WHAT NEEDS TO BE DONE |
Every line of the listing is to be printed again exactly.

------------------------

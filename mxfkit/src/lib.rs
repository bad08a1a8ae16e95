//! MXF (Material eXchange Format) Container
//!
//! This crate reads and writes MXF files at the level of KLV triplets,
//! partitions, header metadata and frame-wrapped essence, and writes the
//! archive flavour used for tape transfers: OP1a files whose content
//! packages carry the VITC and LTC read off tape in a system item.
//!
//! # Features
//!
//! - KLV (Key-Length-Value) triplet handling with BER lengths
//! - SMPTE Universal Labels and the header metadata dictionary
//! - Header metadata reading and writing through a primer pack
//! - Partition packs, partition chains and the random index pack
//! - Constant and variable edit unit index tables
//! - Archive file writing with timecode event tracks
//! - Reading of complete and still-growing files
//!
//! # Example
//!
//! ```no_run
//! use mxfkit::{EssenceTrack, FrameListener, MxfReader, Result};
//!
//! struct Count(usize);
//!
//! impl FrameListener for Count {
//!     fn receive_frame(&mut self, _track: &EssenceTrack, data: Vec<u8>) -> Result<()> {
//!         self.0 += data.len();
//!         Ok(())
//!     }
//! }
//!
//! let file = std::io::BufReader::new(std::fs::File::open("archive.mxf")?);
//! let mut reader = MxfReader::open(file)?;
//! println!("{} frames", reader.clip_info().duration);
//!
//! let mut count = Count(0);
//! reader.read_next_frame(&mut count)?;
//! # Ok::<(), mxfkit::MxfError>(())
//! ```

mod config;
mod error;
mod essence;
mod index;
mod item;
pub mod klv;
mod metadata;
pub mod model;
mod partition;
mod primer;
mod reader;
mod system_item;
mod types;
pub mod ul;
mod writer;

pub use config::{
    PictureConfig, ReaderConfig, SoundConfig, WriterConfig, DEFAULT_AUDIO_FRAME_SIZE, DEFAULT_HEADER_RESERVE,
    DEFAULT_VIDEO_FRAME_SIZE, MAX_AUDIO_TRACKS,
};
pub use error::{MxfError, Result};
pub use essence::{EssenceElementReader, EssenceElementWriter, EssenceTrack, FrameSize};
pub use index::{DeltaEntry, FileIndex, IndexEntry, IndexState, IndexTableSegment};
pub use item::{read_array, write_array, ItemValue};
pub use klv::KlvHeader;
pub use metadata::{HeaderMetadata, MetadataSet, SetId};
pub use partition::{
    read_partition, read_partition_at, read_partition_chain, Partition, PartitionCompleteness, PartitionKind,
    PartitionStatus, RandomIndexPack, RipEntry,
};
pub use primer::PrimerPack;
pub use reader::{ClipInfo, EventInfo, FrameListener, MxfReader, StartTimecode, TrackInfo};
pub use system_item::SystemItemTimecodes;
pub use types::{convert_position, EditRate, Rational, Timestamp, TrackKind, Umid};
pub use ul::{labels, Key};
pub use writer::{ArchiveWriter, Discard, TimecodeEvent, BODY_SID, INDEX_SID, MAX_EVENTS_PER_TRACK};

pub use mxfkit_timecode::{ArchiveTimecode, TimecodeIndex, TimecodeIndexConfig};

------------------------

RESULT OF THE EXERCISE |
filename mxfkit/src/lib.rs
repository bad08a1a8ae16e95
//! MXF (Material eXchange Format) Container
//!
//! This crate reads and writes MXF files at the level of KLV triplets,
//! partitions, header metadata and frame-wrapped essence, and writes the
//! archive flavour used for tape transfers: OP1a files whose content
//! packages carry the VITC and LTC read off tape in a system item.
//!
//! # Features
//!
//! - KLV (Key-Length-Value) triplet handling with BER lengths
//! - SMPTE Universal Labels and the header metadata dictionary
//! - Header metadata reading and writing through a primer pack
//! - Partition packs, partition chains and the random index pack
//! - Constant and variable edit unit index tables
//! - Archive file writing with timecode event tracks
//! - Reading of complete and still-growing files
//!
//! # Example
//!
//! ```no_run
//! use mxfkit::{EssenceTrack, FrameListener, MxfReader, Result};
//!
//! struct Count(usize);
//!
//! impl FrameListener for Count {
//!     fn receive_frame(&mut self, _track: &EssenceTrack, data: Vec<u8>) -> Result<()> {
//!         self.0 += data.len();
//!         Ok(())
//!     }
//! }
//!
//! let file = std::io::BufReader::new(std::fs::File::open("archive.mxf")?);
//! let mut reader = MxfReader::open(file)?;
//! println!("{} frames", reader.clip_info().duration);
//!
//! let mut count = Count(0);
//! reader.read_next_frame(&mut count)?;
//! # Ok::<(), mxfkit::MxfError>(())
//! ```

mod config;
mod error;
mod essence;
mod index;
mod item;
pub mod klv;
mod metadata;
pub mod model;
mod partition;
mod primer;
mod reader;
mod system_item;
mod types;
pub mod ul;
mod writer;

pub use config::{
    PictureConfig, ReaderConfig, SoundConfig, WriterConfig, DEFAULT_AUDIO_FRAME_SIZE, DEFAULT_HEADER_RESERVE,
    DEFAULT_VIDEO_FRAME_SIZE, MAX_AUDIO_TRACKS,
};
pub use error::{MxfError, Result};
pub use essence::{EssenceElementReader, EssenceElementWriter, EssenceTrack, FrameSize};
pub use index::{DeltaEntry, FileIndex, IndexEntry, IndexState, IndexTableSegment};
pub use item::{read_array, write_array, ItemValue};
pub use klv::KlvHeader;
pub use metadata::{HeaderMetadata, MetadataSet, SetId};
pub use partition::{
    read_partition, read_partition_at, read_partition_chain, Partition, PartitionCompleteness, PartitionKind,
    PartitionStatus, RandomIndexPack, RipEntry,
};
pub use primer::PrimerPack;
pub use reader::{ClipInfo, EventInfo, FrameListener, MxfReader, StartTimecode, TrackInfo};
pub use system_item::SystemItemTimecodes;
pub use types::{convert_position, EditRate, Rational, Timestamp, TrackKind, Umid};
pub use ul::{labels, Key};
pub use writer::{ArchiveWriter, Discard, TimecodeEvent, BODY_SID, INDEX_SID, MAX_EVENTS_PER_TRACK};

pub use mxfkit_timecode::{ArchiveTimecode, TimecodeIndex, TimecodeIndexConfig};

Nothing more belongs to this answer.